I’ve read other Philippa Gregory novels and really enjoyed them. It was difficult for me to get through Three Sisters, Three Queens and I’m trying to determine what it was.

On one hand, Gregory takes the mostly unknown story of Queen Margaret of Scotland and makes her a feminist icon by having her marry whom she wanted, not who she was dictated to marry. She fought hard for the legacy of her son, the heir of Scotland and England and even battled against her 2nd husband for her reign.

On the other hand, Gregory makes Margaret out to be a petty, superficial, entitled brat who does nothing but compare herself to her sister, Queen Mary of France, and her sister-in-law, Queen Katherine of England, All of these women fought hard for their own rights, but are capricious with no further thought than themselves.

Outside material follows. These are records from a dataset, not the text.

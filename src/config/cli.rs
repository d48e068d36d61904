use crate::domain::model::{LanguageId, StorageScope};
use crate::utils::error::{ConsentError, Result};
use crate::utils::validation::{validate_path, Validate};
use clap::{Parser, Subcommand};

#[derive(Debug, Clone, Parser)]
#[command(name = "consent-compiler")]
#[command(about = "Compiles the cookie consent configuration script")]
pub struct CliConfig {
    #[arg(long, default_value = "./consent.toml", help = "Extension settings (TOML)")]
    pub settings: String,

    #[arg(long, default_value = "./records.json", help = "Record store (JSON)")]
    pub store: String,

    #[arg(long, help = "Enable verbose output")]
    pub verbose: bool,

    #[arg(long, help = "Emit logs as JSON")]
    pub log_json: bool,

    #[command(subcommand)]
    pub command: Command,
}

#[derive(Debug, Clone, Subcommand)]
pub enum Command {
    /// Render the consent script for one language
    Render {
        #[arg(long, default_value_t = 0)]
        language: LanguageId,

        #[arg(long, value_delimiter = ',', default_value = "1")]
        scopes: Vec<StorageScope>,

        #[arg(long, help = "Wrap the script in a load event listener")]
        inline: bool,

        #[arg(long, default_value = ".", help = "Base directory for template files")]
        template_root: String,

        #[arg(long, help = "Write the script to a file instead of stdout")]
        output: Option<String>,

        #[arg(long, help = "Seed for inline script ids (reproducible output)")]
        seed: Option<u64>,

        #[arg(long, help = "Print the registered script tags to stderr")]
        print_assets: bool,
    },
    /// Import frontend definitions from the seed API
    Import {
        #[arg(long, default_value = "./sites.toml", help = "Site locale declarations (TOML)")]
        sites: String,
    },
}

impl Validate for CliConfig {
    fn validate(&self) -> Result<()> {
        validate_path("settings", &self.settings)?;
        validate_path("store", &self.store)?;

        match &self.command {
            Command::Render {
                scopes,
                template_root,
                output,
                ..
            } => {
                if scopes.is_empty() {
                    return Err(ConsentError::MissingConfigError {
                        field: "scopes".to_string(),
                    });
                }
                validate_path("template_root", template_root)?;
                if let Some(output) = output {
                    validate_path("output", output)?;
                }
            }
            Command::Import { sites } => validate_path("sites", sites)?,
        }
        Ok(())
    }
}
//! Version DAG: items, their versions and the FIRST/LAST tags

pub mod item;
pub mod itemversion;
pub mod tags;

pub use item::{create_item, ItemHandle};
pub use itemversion::create_version;
pub use tags::{first_versions, last_versions, tag_names};
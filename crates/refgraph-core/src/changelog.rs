//! Per-transaction changelog

use std::collections::BTreeMap;

use refgraph_core_types::Oid;
use serde::Serialize;

#[derive(Debug, Clone, Default, PartialEq, Eq, Serialize)]
pub struct ChangelogEntry {
    pub created: bool,
    pub modified: bool,
    /// Version created after this one in the current transaction
    pub followed_by: Option<Oid>,
}

/// What happened to which resource during one transaction
#[derive(Debug, Clone, Default, PartialEq, Eq, Serialize)]
pub struct Changelog {
    entries: BTreeMap<Oid, ChangelogEntry>,
}

impl Changelog {
    pub fn new() -> Self {
        Self::default()
    }

    pub fn get(&self, oid: Oid) -> Option<&ChangelogEntry> {
        self.entries.get(&oid)
    }

    pub fn mark_created(&mut self, oid: Oid) {
        self.entries.entry(oid).or_default().created = true;
    }

    pub fn mark_modified(&mut self, oid: Oid) {
        self.entries.entry(oid).or_default().modified = true;
    }

    pub fn set_followed_by(&mut self, oid: Oid, follower: Oid) {
        self.entries.entry(oid).or_default().followed_by = Some(follower);
    }

    pub fn was_created(&self, oid: Oid) -> bool {
        self.get(oid).is_some_and(|entry| entry.created)
    }

    pub fn was_modified(&self, oid: Oid) -> bool {
        self.get(oid).is_some_and(|entry| entry.modified)
    }

    pub fn followed_by(&self, oid: Oid) -> Option<Oid> {
        self.get(oid).and_then(|entry| entry.followed_by)
    }

    pub fn iter(&self) -> impl Iterator<Item = (Oid, &ChangelogEntry)> {
        self.entries.iter().map(|(oid, entry)| (*oid, entry))
    }

    pub fn created(&self) -> Vec<Oid> {
        self.iter()
            .filter(|(_, entry)| entry.created)
            .map(|(oid, _)| oid)
            .collect()
    }

    pub fn len(&self) -> usize {
        self.entries.len()
    }

    pub fn is_empty(&self) -> bool {
        self.entries.is_empty()
    }
}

The story starts when Margaret is young and not married, and she shortly loses several members of her family. She’s married off, still quite young, to a much older King of Scotland to help broker a peace between the England and Scotland. Much of the history of this time period, that I know, centers on King Henry VII and his upheaval of the Catholic Church in England. Part of that story is in this novel, but more about what leads up to it from a Queen’s point of view. While I found many aspects of the period of time fascinating, I had a hard time getting past the pettiness of Queen Margaret.